GE IP also offers Automation Software that collects, visualizes and analyzes plant data with its HMI, SCADA, Batch and Change Management solutions. GE’s Operations Management Software, Proficy™ bridges the gap between the plant floor and business systems, combining proven Workflow, Manufacturing Execution Systems, EMI, and Quality & Compliance capabilities - while leveraging a Services Oriented Architecture (SOA).

Another company, Intergraph has developed a low-risk, modular implementation called as SmartPlant® Enterprise

  • » PlantState Suite© alarm management software
  • » PSS Control Loop Optimization Software
  • » HMI design and implementation services

Today, the technology industry has been combining web services into a wide span of devices to bring in data from various sources inturn improving operations and achieving efficiency.

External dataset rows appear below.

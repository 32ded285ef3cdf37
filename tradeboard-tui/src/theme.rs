//! Parrot/neon theme tokens for the TradeBoard dashboard.
//!
//! # Color Palette
//! - **Background**: deep charcoal
//! - **Accent**: electric cyan (focus, titles)
//! - **Positive**: neon green (non-losing trades, up candles)
//! - **Negative**: hot pink (losses, down candles, errors)
//! - **Warning**: neon orange (running state, stale notices)
//! - **Muted**: steel blue (labels, hints)
//!
//! Widgets that take a `&Theme` read colors from it; the free functions below
//! are ready-made styles for the frame-level UI code.

use ratatui::style::{Color, Modifier, Style};

use tradeboard_core::ledger::ProfitTone;

/// Parrot/neon theme
#[derive(Debug, Clone, Copy)]
pub struct Theme {
    pub background: Color,
    pub accent: Color,
    pub positive: Color,
    pub negative: Color,
    pub warning: Color,
    pub neutral: Color,
    pub muted: Color,
    pub text_primary: Color,
    pub text_secondary: Color,
}

impl Default for Theme {
    fn default() -> Self {
        Self::parrot_neon()
    }
}

impl Theme {
    pub fn parrot_neon() -> Self {
        Self {
            background: Color::Rgb(18, 18, 20),
            accent: Color::Rgb(0, 255, 255),
            positive: Color::Rgb(0, 255, 128),
            negative: Color::Rgb(255, 20, 147),
            warning: Color::Rgb(255, 140, 0),
            neutral: Color::Rgb(147, 112, 219),
            muted: Color::Rgb(100, 149, 237),
            text_primary: Color::White,
            text_secondary: Color::Rgb(170, 170, 170),
        }
    }

    /// Profit cell color. Trades without a profit figure use plain text.
    pub fn tone_color(&self, tone: Option<ProfitTone>) -> Color {
        match tone {
            Some(ProfitTone::NonLoss) => self.positive,
            Some(ProfitTone::Loss) => self.negative,
            None => self.text_primary,
        }
    }

    /// Candle color: up (close ≥ open) is positive.
    pub fn candle_color(&self, is_up: bool) -> Color {
        if is_up {
            self.positive
        } else {
            self.negative
        }
    }
}

fn palette() -> Theme {
    Theme::parrot_neon()
}

pub fn accent() -> Style {
    Style::default().fg(palette().accent)
}

pub fn accent_bold() -> Style {
    accent().add_modifier(Modifier::BOLD)
}

pub fn muted() -> Style {
    Style::default().fg(palette().muted)
}

pub fn neutral() -> Style {
    Style::default().fg(palette().neutral)
}

pub fn warning() -> Style {
    Style::default().fg(palette().warning)
}

pub fn negative() -> Style {
    Style::default().fg(palette().negative)
}

pub fn positive() -> Style {
    Style::default().fg(palette().positive)
}

pub fn text() -> Style {
    Style::default().fg(palette().text_primary)
}

pub fn panel_border(active: bool) -> Style {
    if active {
        accent()
    } else {
        muted()
    }
}

pub fn panel_title(active: bool) -> Style {
    if active {
        accent_bold()
    } else {
        muted()
    }
}

/// Highlight for the form field under the cursor.
pub fn selected_field(selected: bool) -> Style {
    if selected {
        Style::default()
            .fg(palette().text_primary)
            .bg(palette().neutral)
            .add_modifier(Modifier::BOLD)
    } else {
        text()
    }
}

Examples of automation standards that leverage these computing standards include:

  • » OPC Unified Architecture (OPC UA),
  • » PLCopen OPC UA and MTConnect.

The only way companies could gain the benefits of integration in the past was to make significant investments in custom applications that were expensive and cumbersome. These emerging standards dramatically lower implementation cost, and improve reliability, quality and responsiveness of the systems.

An automation system provides a wealth of knowledge for improving operating efficiency since they monitor a wide range of real-time data. These are some applications where information synergy is being used to improve overall performance.

The availability of real-time information, powerful low cost computers, wireless sensors, and more powerful analytical software is enabling the creation of total plant optimization investigating an integration of automation and business systems moving beyond executive dashboards. These are advanced systems with models and algorithms to manage and optimize production in real-time using a range of factors including incoming sales orders, raw material quality and costs, energy cost and machine efficiencies.

Nowadays, companies have maintenance management systems that create work orders for preventative maintenance based on calendar time intervals, and break down maintenance orders are manually entered into the system when problems occur. By linking real-time information from automation systems, the actual status of equipment provides a direct linkage enabling predictive maintenance with analytic software to predict problems and avoid interruptions in production. In addition to lowering downtime, this also maximizes the use of skilled maintenance people who are in short supply.

The integration of automation and business systems, synergizing information, is a journey to more efficient manufacturing operations that will continue to evolve and improve Plant automation efficiencies.